Barefoot amid the palm trees of this coastal village, the eight-year-old child stiffens at the thought of the strangers who came and blew themselves up nine months ago, also killing at least 13 other people including her mother Kafedha.

Like most others in this huddle of huts, Pendo does not know why the bombing happened and has not heard of Osama bin Laden, whose Al Qaeda group claimed responsibility for the attack on the nearby Paradise Hotel.

What she does know is that her life of hardship became even tougher without the 600 shillings ($8) a week Kafedha earned performing the traditional welcoming dance of her Giriama community for tourists.

“Our life is worse now,” said Pendo’s uncle Mramba, a 58-year-old subsistence farmer who takes care of Pendo and Kafedha’s other children, Dama, 18, and Kitsau, six, in a mud and thatch house set in a red-earthed clearing amid maize fields.

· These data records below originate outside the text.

impl ApiClient {
    pub fn new(base_url: impl Into<String>) -> Result<Self> {
        Self::from_config(&HarnessConfig {
            base_url: base_url.into(),
            ..HarnessConfig::default()
        })
    }

    pub fn from_config(config: &HarnessConfig) -> Result<Self> {
        config.validate()?;

        let mut builder = Client::builder().timeout(Duration::from_secs(config.timeout_seconds));
        if let Some(user_agent) = &config.user_agent {
            let mut headers = HeaderMap::new();
            headers.insert(
                USER_AGENT,
                user_agent.parse().map_err(|_| HarnessError::InvalidConfigValue {
                    field: "user_agent".to_string(),
                    value: user_agent.clone(),
                    reason: "not a valid header value".to_string(),
                })?,
            );
            builder = builder.default_headers(headers);
        }

        let mut client = Self {
            client: builder.build()?,
            base_url: config.base_url.trim_end_matches('/').to_string(),
            token: None,
            reporter: None,
        };
        if let Some(token) = &config.token {
            client.set_token(token.clone());
        }

        tracing::debug!("API client ready for {}", client.base_url);
        Ok(client)
    }

    pub fn with_reporter(mut self, reporter: Arc<dyn Reporter>) -> Self {
        self.reporter = Some(reporter);
        self
    }

    pub fn base_url(&self) -> &str {
        &self.base_url
    }

    pub fn token(&self) -> Option<&str> {
        self.token.as_deref()
    }

    /// Replace the current token. An empty token disables the header.
    pub fn set_token(&mut self, token: impl Into<String>) {
        let token = token.into();
        self.token = if token.is_empty() { None } else { Some(token) };
    }

    pub fn clear_token(&mut self) {
        self.token = None;
    }

    pub async fn get<T: DeserializeOwned>(&self, path: &str, query: &[(&str, &str)]) -> Result<T> {
        self.execute(Method::GET, path, query, Payload::Empty).await
    }

    pub async fn post<B, T>(&self, path: &str, body: &B) -> Result<T>
    where
        B: Serialize + ?Sized,
        T: DeserializeOwned,
    {
        let payload = Payload::Json(serde_json::to_value(body)?);
        self.execute(Method::POST, path, &[], payload).await
    }

    pub async fn put<B, T>(&self, path: &str, body: &B) -> Result<T>
    where
        B: Serialize + ?Sized,
        T: DeserializeOwned,
    {
        let payload = Payload::Json(serde_json::to_value(body)?);
        self.execute(Method::PUT, path, &[], payload).await
    }

    pub async fn patch<B, T>(&self, path: &str, body: &B) -> Result<T>
    where
        B: Serialize + ?Sized,
        T: DeserializeOwned,
    {
        let payload = Payload::Json(serde_json::to_value(body)?);
        self.execute(Method::PATCH, path, &[], payload).await
    }

    /// Issue a DELETE; whatever the server sends back is discarded.
    pub async fn delete(&self, path: &str) -> Result<()> {
        self.execute_with(Method::DELETE, path, &[], Payload::Empty, |_| Ok(()))
            .await
    }

    /// Upload a file as multipart form field `file`.
    pub async fn upload<T: DeserializeOwned>(
        &self,
        path: &str,
        file_path: impl AsRef<Path>,
    ) -> Result<T> {
        self.upload_field(path, file_path, DEFAULT_UPLOAD_FIELD).await
    }

    pub async fn upload_field<T: DeserializeOwned>(
        &self,
        path: &str,
        file_path: impl AsRef<Path>,
        field_name: &str,
    ) -> Result<T> {
        let file_path = file_path.as_ref();
        let shown = file_path.display().to_string();

        match tokio::fs::try_exists(file_path).await {
            Ok(true) => {}
            Ok(false) => {
                tracing::error!("File not found: {}", shown);
                return Err(HarnessError::FileNotFound { path: shown });
            }
            Err(e) => {
                tracing::error!("Cannot access {}: {}", shown, e);
                return Err(HarnessError::Io(e));
            }
        }

        let bytes = tokio::fs::read(file_path).await?;
        let file_name = file_path
            .file_name()
            .and_then(|n| n.to_str())
            .unwrap_or(field_name)
            .to_string();
        let description = format!(
            "multipart/form-data: {}={} ({} bytes)",
            field_name,
            file_name,
            bytes.len()
        );

        let form = Form::new().part(field_name.to_string(), Part::bytes(bytes).file_name(file_name));
        self.execute(Method::POST, path, &[], Payload::Multipart { form, description })
            .await
    }

    fn resolve_url(&self, path: &str) -> Result<Url> {
        if path.starts_with("http://") || path.starts_with("https://") {
            return parse_http_url("url", path);
        }
        let joined = format!("{}/{}", self.base_url, path.trim_start_matches('/'));
        parse_http_url("url", &joined)
    }

    fn authorization(&self) -> Option<String> {
        self.token
            .as_deref()
            .filter(|t| !t.is_empty())
            .map(|t| format!("Bearer {}", t))
    }

    fn prepare(
        &self,
        method: Method,
        path: &str,
        query: &[(&str, &str)],
        payload: Payload,
    ) -> Result<Prepared> {
        let url = self.resolve_url(path)?;
        let mut builder = self.client.request(method, url).header(ACCEPT, JSON);

        if let Some(value) = self.authorization() {
            builder = builder.header(AUTHORIZATION, value);
        }
        if !query.is_empty() {
            builder = builder.query(query);
        }

        let body = match payload {
            Payload::Empty => {
                builder = builder.header(CONTENT_TYPE, JSON);
                None
            }
            Payload::Json(value) => {
                let pretty = serde_json::to_string_pretty(&value)?;
                builder = builder.header(CONTENT_TYPE, JSON).json(&value);
                Some(Attachment::json("Request Body", pretty))
            }
            Payload::Multipart { form, description } => {
                builder = builder.multipart(form);
                Some(Attachment::text("Request Body", description))
            }
        };

        Ok(Prepared {
            request: builder.build()?,
            body,
        })
    }

    async fn execute<T: DeserializeOwned>(
        &self,
        method: Method,
        path: &str,
        query: &[(&str, &str)],
        payload: Payload,
    ) -> Result<T> {
        self.execute_with(method, path, query, payload, decode_body::<T>)
            .await
    }

    async fn execute_with<T>(
        &self,
        method: Method,
        path: &str,
        query: &[(&str, &str)],
        payload: Payload,
        decode: fn(&[u8]) -> serde_json::Result<T>,
    ) -> Result<T> {
        let prepared = self.prepare(method.clone(), path, query, payload).map_err(|e| {
            tracing::error!("Could not build {} {}: {}", method, path, e);
            e
        })?;

        let url = prepared.request.url().to_string();
        let mut attachments: Vec<Attachment> = prepared.body.into_iter().collect();
        attachments.push(Attachment::json(
            "Request Headers",
            headers_json(&header_map(prepared.request.headers())),
        ));

        tracing::debug!("Sending {} {}", method, url);
        let started_at = Utc::now();
        let start = Instant::now();
        let outcome = self.send(&method, &url, prepared.request, decode).await;
        let elapsed = start.elapsed();

        match &outcome {
            Ok((response, _)) => {
                attachments.push(Attachment::json("Response Body", pretty_body(&response.body)));
                attachments.push(Attachment::json("Response Headers", headers_json(&response.headers)));
            }
            Err(error) => {
                attachments.push(Attachment::text("Error Message", error.to_string()));
                if let Some(response) = error.response() {
                    attachments.push(Attachment::json(
                        "Error Response Body",
                        pretty_body(&response.body),
                    ));
                    attachments.push(Attachment::json(
                        "Error Response Headers",
                        headers_json(&response.headers),
                    ));
                }
            }
        }

        let exchange = ExchangeReport {
            title: format!("{} {} - {}ms", method, url, elapsed.as_millis()),
            started_at,
            failed: outcome.is_err(),
            attachments,
        };
        log_exchange(&exchange);
        if let Some(reporter) = &self.reporter {
            reporter.report(&exchange);
        }

        outcome.map(|(_, value)| value)
    }

    async fn send<T>(
        &self,
        method: &Method,
        url: &str,
        request: Request,
        decode: fn(&[u8]) -> serde_json::Result<T>,
    ) -> Result<(ResponseSnapshot, T)> {
        let response = self.client.execute(request).await?;
        let status = response.status();
        let headers = header_map(response.headers());
        let bytes = response.bytes().await?;

        let snapshot = ResponseSnapshot {
            status: status.as_u16(),
            headers,
            body: String::from_utf8_lossy(&bytes).into_owned(),
        };

        if !status.is_success() {
            return Err(HarnessError::Status {
                method: method.to_string(),
                url: url.to_string(),
                response: Box::new(snapshot),
            });
        }

        match decode(&bytes) {
            Ok(value) => Ok((snapshot, value)),
            Err(source) => Err(HarnessError::Decode {
                url: url.to_string(),
                source,
                response: Box::new(snapshot),
            }),
        }
    }
}
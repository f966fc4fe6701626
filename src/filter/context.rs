use crate::markup::CellKind;
use std::collections::BTreeMap;

/// Positional state of the span normalizer for one document.
#[derive(Debug, Default, Clone)]
pub struct SpanState {
    /// column -> filler rows still owed; values stay positive.
    row_amount: BTreeMap<usize, usize>,
    pos: usize,
    col_to_add: usize,
    col_tag: Option<CellKind>,
}

impl SpanState {
    pub fn new() -> Self {
        Self::default()
    }

    /// Current column within the row.
    pub fn position(&self) -> usize {
        self.pos
    }

    /// Filler rows still owed at `column`, if any.
    pub fn pending_rows(&self, column: usize) -> Option<usize> {
        self.row_amount.get(&column).copied()
    }

    /// Filler cells owed to the currently open column span.
    pub fn pending_columns(&self) -> usize {
        self.col_to_add
    }

    pub(crate) fn reset_row(&mut self) {
        self.pos = 0;
    }

    pub(crate) fn advance(&mut self, columns: usize) {
        self.pos = self.pos.saturating_add(columns);
    }

    /// Adds `rows` owed fillers to the current column.
    pub(crate) fn owe_rows(&mut self, rows: usize) {
        if rows > 0 {
            let owed = self.row_amount.entry(self.pos).or_insert(0);
            *owed = owed.saturating_add(rows);
        }
    }

    /// Consumes one owed filler at the current column.
    pub(crate) fn take_row_filler(&mut self) -> bool {
        let Some(remaining) = self.row_amount.get_mut(&self.pos) else {
            return false;
        };
        *remaining -= 1;
        if *remaining == 0 {
            self.row_amount.remove(&self.pos);
        }
        true
    }

    pub(crate) fn owe_columns(&mut self, cell: CellKind, columns: usize) {
        self.col_to_add = columns;
        self.col_tag = Some(cell);
    }

    pub(crate) fn take_column_filler(&mut self) -> Option<(CellKind, usize)> {
        let count = std::mem::take(&mut self.col_to_add);
        let cell = self.col_tag.take()?;
        (count > 0).then_some((cell, count))
    }
}
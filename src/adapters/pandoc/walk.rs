use crate::filter::Pass;
use crate::markup::Fragment;
use serde_json::{json, Value};
use tracing::warn;

/// Offers every `RawBlock` under `value` to `pass`, splicing replacements in
/// place. Returns the number of raw blocks that were replaced.
///
/// Replacement nodes are descended into but never offered to the same pass
/// again.
pub(crate) fn walk<P: Pass + ?Sized>(value: &mut Value, pass: &mut P) -> usize {
    match value {
        Value::Array(items) => {
            let mut replaced = 0;
            let original = std::mem::take(items);
            let mut rewritten = Vec::with_capacity(original.len());
            for mut item in original {
                match offer(&item, pass) {
                    Some(nodes) => {
                        replaced += 1;
                        for mut node in nodes {
                            replaced += walk(&mut node, pass);
                            rewritten.push(node);
                        }
                    }
                    None => {
                        replaced += walk(&mut item, pass);
                        rewritten.push(item);
                    }
                }
            }
            *items = rewritten;
            replaced
        }
        Value::Object(map) => map.values_mut().map(|child| walk(child, pass)).sum(),
        _ => 0,
    }
}

fn offer<P: Pass + ?Sized>(node: &Value, pass: &mut P) -> Option<Vec<Value>> {
    let fragment = raw_block(node)?;
    let replacement = pass.rewrite(&fragment)?;
    Some(replacement.iter().map(raw_block_node).collect())
}

/// Reads `{"t": "RawBlock", "c": [format, text]}` as a fragment.
pub(crate) fn raw_block(node: &Value) -> Option<Fragment> {
    let object = node.as_object()?;
    if object.get("t")?.as_str()? != "RawBlock" {
        return None;
    }
    match object.get("c").and_then(Value::as_array).map(Vec::as_slice) {
        Some([Value::String(format), Value::String(text)]) => {
            Some(Fragment::new(format.as_str(), text.as_str()))
        }
        _ => {
            warn!("skipping RawBlock with unexpected payload");
            None
        }
    }
}

pub(crate) fn raw_block_node(fragment: &Fragment) -> Value {
    json!({
        "t": "RawBlock",
        "c": [fragment.format, fragment.content],
    })
}

#[cfg(test)]
mod tests {
    use super::*;

    struct Duplicate;

    impl Pass for Duplicate {
        fn rewrite(&mut self, fragment: &Fragment) -> Option<Vec<Fragment>> {
            Some(vec![fragment.clone(), fragment.clone()])
        }
    }

    #[test]
    fn test_replacements_are_not_offered_again() {
        let mut doc = json!([{"t": "RawBlock", "c": ["html", "<td>"]}]);
        assert_eq!(walk(&mut doc, &mut Duplicate), 1);
        assert_eq!(
            doc,
            json!([
                {"t": "RawBlock", "c": ["html", "<td>"]},
                {"t": "RawBlock", "c": ["html", "<td>"]}
            ])
        );
    }

    #[test]
    fn test_nested_raw_blocks_are_visited() {
        let mut doc = json!({
            "blocks": [{
                "t": "Div",
                "c": [["", [], []], [{"t": "RawBlock", "c": ["tex", "x"]}]]
            }]
        });
        assert_eq!(walk(&mut doc, &mut Duplicate), 1);
        assert_eq!(doc["blocks"][0]["c"][1].as_array().map(Vec::len), Some(2));
    }

    #[test]
    fn test_raw_block_rejects_other_nodes() {
        assert_eq!(raw_block(&json!({"t": "Para", "c": []})), None);
        assert_eq!(raw_block(&json!({"t": "RawBlock", "c": ["html"]})), None);
        assert_eq!(raw_block(&json!({"t": "RawBlock", "c": ["html", 3]})), None);
        assert_eq!(
            raw_block(&json!({"t": "RawBlock", "c": ["html", "<th>"]})),
            Some(Fragment::html("<th>"))
        );
    }

    #[test]
    fn test_raw_inline_is_not_a_fragment() {
        let mut doc = json!([{"t": "RawInline", "c": ["html", "<td>"]}]);
        assert_eq!(walk(&mut doc, &mut Duplicate), 0);
    }
}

“We do not understand what happened. They have harmed us,” he added slowly, pulling back a red baseball cap to wipe the sweat from his forehead with large, calloused hands.

DECISIVE BLOW: The combination of emotional and economic hurt inflicted on the families of Msumarini may be unusual, but their poverty is all too familiar in a tourist haven damaged more than once by Middle East-related extremist violence.

Industry officials estimate 15,000 tourism jobs have been lost in the coastal region since the November bombing, a disaster for perhaps 150,000 or more people dependent on those wages.

The attacks scared off tourists for months, hitting a sector still recovering from the 1998 US embassy bombing in Nairobi that killed more than 200 people, mostly Kenyans.

Hotel occupancy, normally about 40 to 45 per cent at this time of the year, has slumped to an average of about 20 to 30 per cent in the shoreline tourist hotels, hotel officials say.

Five men have been charged in connection with the attack on the Paradise Hotel, which occurred within minutes of a failed attempt to shoot down an Israeli airliner leaving the coastal city’s airport. They have yet to enter pleas.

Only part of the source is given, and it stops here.